实验目的

1.理解酵母双杂的原理。

2.掌握酵母双杂的实验方法。

实验原理

酵母双杂交系统（Yeast-two-hybrid system）利用了真核生物转录调控因子的组件式结构特征，这些蛋白质往往由两个或两个以上相互独立的结构域构成，其中DNA结合结构域（DNA binding domain，BD）和转录激活结构域（activation domain，AD）是转录激活因子发挥功能所必需的。单独的BD能与特定基因的启动区结合，但不能激活基因的转录，而由不同转录调控因子的BD和AD所形成的杂合蛋白却能行使转录的功能。实验中，首先运用基因重组技术把已知蛋白的DNA序列连接到带有酵母转录调控因子（常为GAL1、GAL4或GCN1）DNA结合结构域编码区（BD）的表达载体上。导入酵母细胞中使之表达带有DNA结合结构域的杂合蛋白，与报告基因上游的启动调控区相结合，准备作为“诱饵”捕获与已知蛋白相互作用的基因产物。此时，若将已知编码转录激活结构域（AD）的DNA分别与待筛选的cDNA文库中不同插入片段相链接，获得“猎物”载体，转化含有“诱饵”的酵母细胞。
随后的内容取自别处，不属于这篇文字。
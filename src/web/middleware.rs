//! Request middleware and client address extraction
//!
//! The origin guard turns away browser requests from origins outside the
//! allow-list before they reach a handler, so a disallowed page cannot
//! write events even when it ignores CORS (e.g. `no-cors` beacons).

use axum::{
    body::Body,
    http::{header, HeaderMap, Request},
    response::{IntoResponse, Response},
};
use futures::future::BoxFuture;
use std::{
    net::{IpAddr, SocketAddr},
    sync::Arc,
    task::{Context, Poll},
};
use tower::{Layer, Service};
use tracing::debug;

use super::cors::OriginPolicy;
use crate::error::AppError;
use crate::ingest::SourceAddr;

/// Get the real client IP address, checking proxy headers first
/// Priority: X-Real-IP > X-Forwarded-For (first IP) > socket address
fn get_real_ip(headers: &HeaderMap, fallback_ip: Option<IpAddr>) -> String {
    // Try X-Real-IP first (set by Caddy/nginx)
    if let Some(real_ip) = headers.get("x-real-ip") {
        if let Ok(ip) = real_ip.to_str() {
            let ip = ip.trim();
            if !ip.is_empty() {
                return strip_port(ip).to_string();
            }
        }
    }

    // Try X-Forwarded-For (may contain chain of IPs, first is original client)
    if let Some(forwarded) = headers.get("x-forwarded-for") {
        if let Ok(ips) = forwarded.to_str() {
            if let Some(first_ip) = ips.split(',').next() {
                let ip = first_ip.trim();
                if !ip.is_empty() {
                    return strip_port(ip).to_string();
                }
            }
        }
    }

    // Fallback to direct connection IP
    fallback_ip
        .map(|ip| ip.to_string())
        .unwrap_or_else(|| "unknown".to_string())
}

/// Drop a trailing `:port` from an address, leaving bare IPv6 intact.
/// `1.2.3.4:80` -> `1.2.3.4`, `[::1]:80` -> `::1`, `::1` -> `::1`
pub fn strip_port(addr: &str) -> &str {
    if addr.parse::<IpAddr>().is_ok() {
        return addr;
    }
    if let Some(rest) = addr.strip_prefix('[') {
        if let Some(end) = rest.find(']') {
            return &rest[..end];
        }
    }
    match addr.rsplit_once(':') {
        Some((host, port)) if !host.contains(':') && port.chars().all(|c| c.is_ascii_digit()) => host,
        _ => addr,
    }
}

/// Page opened from disk: browsers send `Origin: null` or a file:// origin
fn is_file_origin(headers: &HeaderMap) -> bool {
    headers
        .get(header::ORIGIN)
        .and_then(|v| v.to_str().ok())
        .map(|o| {
            let o = o.trim();
            o == "null" || o.starts_with("file:")
        })
        .unwrap_or(false)
}

/// Client address of a request as the ingest pipeline sees it
pub fn source_addr(headers: &HeaderMap, peer: Option<SocketAddr>) -> SourceAddr {
    SourceAddr {
        ip: get_real_ip(headers, peer.map(|addr| addr.ip())),
        file_origin: is_file_origin(headers),
    }
}

/// Layer that rejects requests whose `Origin` is not allowed
#[derive(Clone)]
pub struct OriginGuardLayer {
    policy: Arc<OriginPolicy>,
}

impl OriginGuardLayer {
    pub fn new(policy: OriginPolicy) -> Self {
        Self {
            policy: Arc::new(policy),
        }
    }
}

impl<S> Layer<S> for OriginGuardLayer {
    type Service = OriginGuard<S>;

    fn layer(&self, inner: S) -> Self::Service {
        OriginGuard {
            inner,
            policy: self.policy.clone(),
        }
    }
}

/// Middleware service enforcing the origin allow-list
#[derive(Clone)]
pub struct OriginGuard<S> {
    inner: S,
    policy: Arc<OriginPolicy>,
}

impl<S> Service<Request<Body>> for OriginGuard<S>
where
    S: Service<Request<Body>, Response = Response> + Send + Clone + 'static,
    S::Future: Send + 'static,
{
    type Response = S::Response;
    type Error = S::Error;
    type Future = BoxFuture<'static, Result<Self::Response, Self::Error>>;

    fn poll_ready(&mut self, cx: &mut Context<'_>) -> Poll<Result<(), Self::Error>> {
        self.inner.poll_ready(cx)
    }

    fn call(&mut self, request: Request<Body>) -> Self::Future {
        // Requests without an Origin (curl, server-to-server) are not
        // browser cross-origin calls and pass through.
        let rejected = request
            .headers()
            .get(header::ORIGIN)
            .map(|v| v.to_str().map(|o| !self.policy.allows(o)).unwrap_or(true))
            .unwrap_or(false);

        if rejected {
            debug!(
                origin = ?request.headers().get(header::ORIGIN),
                path = %request.uri().path(),
                "rejecting request from disallowed origin"
            );
            let response = AppError::Forbidden.into_response();
            return Box::pin(async move { Ok::<_, S::Error>(response) });
        }

        let mut inner = self.inner.clone();
        Box::pin(async move { inner.call(request).await })
    }
}

#[cfg(test)]
mod tests {
    use super::*;
    use axum::http::HeaderValue;

    #[test]
    fn strips_ports_but_keeps_bare_ipv6() {
        assert_eq!(strip_port("203.0.113.5:51234"), "203.0.113.5");
        assert_eq!(strip_port("203.0.113.5"), "203.0.113.5");
        assert_eq!(strip_port("[2001:db8::1]:443"), "2001:db8::1");
        assert_eq!(strip_port("[::1]"), "::1");
        assert_eq!(strip_port("2001:db8::1"), "2001:db8::1");
        assert_eq!(strip_port("::ffff:10.0.0.1"), "::ffff:10.0.0.1");
    }

    #[test]
    fn proxy_headers_take_priority() {
        let peer: SocketAddr = "10.0.0.2:4000".parse().unwrap();

        let mut headers = HeaderMap::new();
        assert_eq!(source_addr(&headers, Some(peer)).ip, "10.0.0.2");

        headers.insert("x-forwarded-for", HeaderValue::from_static("203.0.113.5:999, 10.0.0.1"));
        assert_eq!(source_addr(&headers, Some(peer)).ip, "203.0.113.5");

        headers.insert("x-real-ip", HeaderValue::from_static("198.51.100.1"));
        assert_eq!(source_addr(&headers, Some(peer)).ip, "198.51.100.1");

        assert_eq!(source_addr(&HeaderMap::new(), None).ip, "unknown");
    }

    #[test]
    fn detects_file_origin() {
        let mut headers = HeaderMap::new();
        assert!(!source_addr(&headers, None).file_origin);

        headers.insert(header::ORIGIN, HeaderValue::from_static("null"));
        assert!(source_addr(&headers, None).file_origin);

        headers.insert(header::ORIGIN, HeaderValue::from_static("file://"));
        assert!(source_addr(&headers, None).file_origin);

        headers.insert(header::ORIGIN, HeaderValue::from_static("https://example.com"));
        assert!(!source_addr(&headers, None).file_origin);
    }
}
一旦酵母细胞中表达的“诱饵”蛋白与“猎物”载体中表达的某个蛋白质发生相互作用，不同转录调控因子的AD和BD结构域就会被牵引靠拢，激活报告基因的表达。

实验用品

1.材料：拟南芥AtAP3与AtPI的开放阅读框。

2.器材：培养箱，摇床，PCR仪，电泳仪，电泳槽，凝胶成像系统，超净工作台。三角瓶，离心管，枪头，烧杯，三角瓶，培养皿，镊子，剪刀，酒精灯。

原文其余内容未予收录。